Ей просто некуда возвращаться. А он… Самонадеянно желая найти для нее дорогу, Гаранин сам вошел в лес. И, кажется, заблудился.
Часть третья. Влюбленный Анубис
В юности, в ту самую минуту, когда хулиган Колька Камынин с соседней улицы занес кулак над его щекой, Арсений Гаранин разгадал самую важную мудрость жизни: всюду сохраняй хладнокровие. Не впадай в горе до крайности, не радуйся сверх меры, не страшись больше положенного, и в этом срединном состоянии найдешь покой.

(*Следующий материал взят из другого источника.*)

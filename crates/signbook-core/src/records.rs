use serde::{Deserialize, Serialize};

/// Column names of the persisted user table, in on-disk order.
pub const FIELD_NAMES: [&str; 5] = ["name", "email", "phone", "password", "gender"];

/// One user's persisted field tuple.
///
/// Field declaration order is the column order of the store; serializers
/// rely on it.
#[derive(Debug, Clone, Default, Serialize, Deserialize, PartialEq, Eq)]
pub struct UserRecord {
    pub name: String,
    /// Unique key within the store, compared case-sensitively.
    pub email: String,
    pub phone: String,
    /// Plaintext credential, stored and compared verbatim.
    pub password: String,
    pub gender: String,
}

impl UserRecord {
    pub fn new(
        name: impl Into<String>,
        email: impl Into<String>,
        phone: impl Into<String>,
        password: impl Into<String>,
        gender: impl Into<String>,
    ) -> Self {
        Self {
            name: name.into(),
            email: email.into(),
            phone: phone.into(),
            password: password.into(),
            gender: gender.into(),
        }
    }

    /// Copy with leading/trailing whitespace removed from every field.
    pub fn trimmed(&self) -> Self {
        Self {
            name: self.name.trim().to_string(),
            email: self.email.trim().to_string(),
            phone: self.phone.trim().to_string(),
            password: self.password.trim().to_string(),
            gender: self.gender.trim().to_string(),
        }
    }

    pub fn has_email(&self, email: &str) -> bool {
        self.email == email
    }
}

/// A user record as exposed to listing clients: everything but the password.
#[derive(Debug, Clone, Serialize, Deserialize, PartialEq, Eq)]
pub struct PublicUserRecord {
    pub name: String,
    pub email: String,
    pub phone: String,
    pub gender: String,
}

impl From<UserRecord> for PublicUserRecord {
    fn from(record: UserRecord) -> Self {
        Self {
            name: record.name,
            email: record.email,
            phone: record.phone,
            gender: record.gender,
        }
    }
}

#[cfg(test)]
mod tests {
    use super::*;

    #[test]
    fn trimmed_strips_every_field() {
        let record = UserRecord::new(" Ann ", "a@x.com\t", " 123 ", " pw ", "female ");
        assert_eq!(
            record.trimmed(),
            UserRecord::new("Ann", "a@x.com", "123", "pw", "female")
        );
    }

    #[test]
    fn public_record_drops_password_key() {
        let public: PublicUserRecord =
            UserRecord::new("Ann", "a@x.com", "1234567890", "pass12", "female").into();
        let json = serde_json::to_value(&public).expect("serialize");
        let obj = json.as_object().expect("object");

        assert!(!obj.contains_key("password"));
        assert_eq!(obj.len(), 4);
        assert_eq!(obj["email"], "a@x.com");
    }
}
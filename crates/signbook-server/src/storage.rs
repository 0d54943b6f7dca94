use std::path::PathBuf;

use color_eyre::Result;
use dirs::data_dir;
use signbook_storage::csv_file_store::CsvFileStore;
use tracing::debug;

use crate::config::Settings;

/// Resolve the default location of the user table.
pub fn default_data_file() -> Result<PathBuf> {
    let base = data_dir().ok_or_else(|| color_eyre::eyre::eyre!("no data dir available"))?;
    Ok(base.join("signbook").join("users.csv"))
}

/// Build the CSV store for the resolved settings.
pub fn store_from_settings(settings: &Settings) -> CsvFileStore {
    debug!(path = ?settings.data_file, "initializing csv store");
    CsvFileStore::new(settings.data_file.clone())
}
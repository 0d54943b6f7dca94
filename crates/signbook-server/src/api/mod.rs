use std::sync::Arc;

use axum::{
    http::{HeaderValue, Method},
    routing::{get, post},
    Router,
};
use color_eyre::{eyre::WrapErr, Result};
use signbook_core::accounts::Accounts;
use tower_http::{
    cors::{Any, CorsLayer},
    trace::TraceLayer,
};

pub mod handlers;
pub mod response;

/// Shared handler state.
#[derive(Clone)]
pub struct AppState {
    pub accounts: Arc<dyn Accounts>,
}

/// Build the account router with CORS and request tracing applied.
pub fn router(accounts: Arc<dyn Accounts>, cors_origin: Option<&str>) -> Result<Router> {
    let app = Router::new()
        .route("/signup", post(handlers::signup))
        .route("/login", post(handlers::login))
        .route("/verify-user", post(handlers::verify_user))
        .route("/reset-password", post(handlers::reset_password))
        .route("/users", get(handlers::list_users))
        .with_state(AppState { accounts })
        .layer(cors_layer(cors_origin)?)
        .layer(TraceLayer::new_for_http());
    Ok(app)
}

fn cors_layer(origin: Option<&str>) -> Result<CorsLayer> {
    let layer = CorsLayer::new()
        .allow_methods([Method::GET, Method::POST])
        .allow_headers(Any);
    let layer = match origin {
        Some(origin) => layer.allow_origin(
            origin
                .parse::<HeaderValue>()
                .wrap_err_with(|| format!("invalid CORS origin: {origin}"))?,
        ),
        None => layer.allow_origin(Any),
    };
    Ok(layer)
}
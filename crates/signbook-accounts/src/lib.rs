use std::sync::Arc;

use async_trait::async_trait;
use signbook_core::{
    accounts::{AccountError, Accounts, NewAccount, Outcome},
    records::{PublicUserRecord, UserRecord},
    store::RecordStore,
};
use tracing::{info, instrument, warn};

/// Account operations backed by a `RecordStore`.
pub struct AccountService<S: RecordStore> {
    store: Arc<S>,
}

impl<S: RecordStore> AccountService<S> {
    pub fn new(store: S) -> Self {
        Self {
            store: Arc::new(store),
        }
    }

    pub fn store(&self) -> &S {
        &self.store
    }
}

#[async_trait]
impl<S: RecordStore> Accounts for AccountService<S> {
    #[instrument(skip_all, fields(email = %account.email.trim()))]
    async fn register(&self, account: NewAccount) -> Result<Outcome, AccountError> {
        let record = UserRecord::from(account).trimmed();
        require(&[
            ("name", record.name.as_str()),
            ("email", record.email.as_str()),
            ("phone", record.phone.as_str()),
            ("password", record.password.as_str()),
            ("gender", record.gender.as_str()),
        ])?;

        if !self.store.append_if_absent(&record).await? {
            warn!("registration rejected, email already taken");
            return Err(AccountError::Conflict {
                email: record.email,
            });
        }
        info!("account created");
        Ok(Outcome::Created)
    }

    #[instrument(skip_all, fields(email = %email.trim()))]
    async fn authenticate(&self, email: &str, password: &str) -> Result<Outcome, AccountError> {
        let records = self.store.read_all().await?;
        if records
            .iter()
            .any(|r| r.email == email && r.password == password)
        {
            Ok(Outcome::Authenticated)
        } else {
            warn!("authentication failed");
            Err(AccountError::InvalidCredentials)
        }
    }

    #[instrument(skip_all, fields(email = %email.trim()))]
    async fn verify_identity(&self, email: &str, phone: &str) -> Result<Outcome, AccountError> {
        require(&[("email", email), ("phone", phone)])?;

        let records = self.store.read_all().await?;
        if records.iter().any(|r| r.email == email && r.phone == phone) {
            Ok(Outcome::Verified)
        } else {
            Err(AccountError::NotFound)
        }
    }

    #[instrument(skip_all, fields(email = %email.trim()))]
    async fn reset_credential(
        &self,
        email: &str,
        new_password: &str,
    ) -> Result<Outcome, AccountError> {
        require(&[("email", email), ("newPassword", new_password)])?;

        let set_password = |record: &mut UserRecord| record.password = new_password.to_string();
        match self.store.update_if_present(email, &set_password).await? {
            Some(_) => {
                info!("password reset");
                Ok(Outcome::Updated)
            }
            None => Err(AccountError::NotFound),
        }
    }

    #[instrument(skip_all)]
    async fn list_users(&self) -> Result<Vec<PublicUserRecord>, AccountError> {
        let records = self.store.read_all().await?;
        Ok(records.into_iter().map(PublicUserRecord::from).collect())
    }
}

/// Fails with `Validation` naming every empty or whitespace-only field.
/// Values are only inspected; callers compare them verbatim.
fn require(fields: &[(&str, &str)]) -> Result<(), AccountError> {
    let missing: Vec<&str> = fields
        .iter()
        .filter(|(_, value)| value.trim().is_empty())
        .map(|(name, _)| *name)
        .collect();
    if missing.is_empty() {
        Ok(())
    } else {
        Err(AccountError::Validation {
            fields: missing.join(", "),
        })
    }
}
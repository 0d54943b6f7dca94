//! Response bodies and the mapping from account error kinds to HTTP statuses.

use axum::{
    http::StatusCode,
    response::{IntoResponse, Json, Response},
};
use serde::Serialize;
use signbook_core::accounts::{AccountError, ErrorKind};
use tracing::error;

/// `{success, message}` body used by signup, login and reset.
#[derive(Debug, Serialize)]
pub struct StatusReply {
    pub success: bool,
    pub message: &'static str,
}

/// `{found, message}` body used by identity verification.
#[derive(Debug, Serialize)]
pub struct LookupReply {
    pub found: bool,
    pub message: &'static str,
}

/// `{message}` body for failures of routes that return bare data on success.
#[derive(Debug, Serialize)]
pub struct MessageReply {
    pub message: &'static str,
}

impl StatusReply {
    pub fn ok(status: StatusCode, message: &'static str) -> Response {
        (
            status,
            Json(Self {
                success: true,
                message,
            }),
        )
            .into_response()
    }

    pub fn failure(err: &AccountError, message: &'static str) -> Response {
        (
            status_for(err),
            Json(Self {
                success: false,
                message,
            }),
        )
            .into_response()
    }
}

impl LookupReply {
    pub fn found(message: &'static str) -> Response {
        (
            StatusCode::OK,
            Json(Self {
                found: true,
                message,
            }),
        )
            .into_response()
    }

    pub fn failure(err: &AccountError, message: &'static str) -> Response {
        (
            status_for(err),
            Json(Self {
                found: false,
                message,
            }),
        )
            .into_response()
    }
}

impl MessageReply {
    pub fn failure(err: &AccountError, message: &'static str) -> Response {
        (status_for(err), Json(Self { message })).into_response()
    }
}

/// Status for an account error. Storage failures are logged here, once.
pub fn status_for(err: &AccountError) -> StatusCode {
    match err.kind() {
        ErrorKind::Validation => StatusCode::BAD_REQUEST,
        ErrorKind::Conflict => StatusCode::CONFLICT,
        ErrorKind::NotFound => StatusCode::NOT_FOUND,
        ErrorKind::InvalidCredentials => StatusCode::UNAUTHORIZED,
        ErrorKind::StorageRead | ErrorKind::StorageWrite => {
            error!(error = %err, "storage failure while handling request");
            StatusCode::INTERNAL_SERVER_ERROR
        }
    }
}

«На свете счастья нет, но есть Покой и Воля…»[4]
Долгие годы ему казалось, что в этих постулатах нет погрешности.
В кроне большой березы, растущей за окном, выводил замысловатые тягучие трели полуночник-соловей. Гаранина измотала бессонница, он выпил стакан плохо пахнущей холодной воды из-под крана и сел на подоконник, раздумывая о том, что есть правда и как ее распознать, когда она прямо перед носом… Душная безглазая ночь бесстрастно, как продажная женщина, целовала его в губы.
А правда в том, что ни Саню Архипову, ни свою жену он не уберег. Недоглядел, не понял, не поверил. Когда Саня глотала слезы на заднем крыльце и ее душа распадалась на кусочки от боли, – что он ей сказал? Арсений помнил смутно. Общие слова про молодость, про то, что все еще впереди. Господи, какая мерзость. И хуже всего то, что их последний разговор он помнит весьма расплывчато, зато отлично отпечаталось в памяти его самодовольство, когда он поднимался в отделение. Удовлетворение поверхностного человека, возомнившего, будто он здоровски кому-то помог.
Пытаясь разобраться в собственной преступной слепоте, Гаранин вспоминал и вспоминал, уходя назад по дороге своей жизни все дальше в прошлое.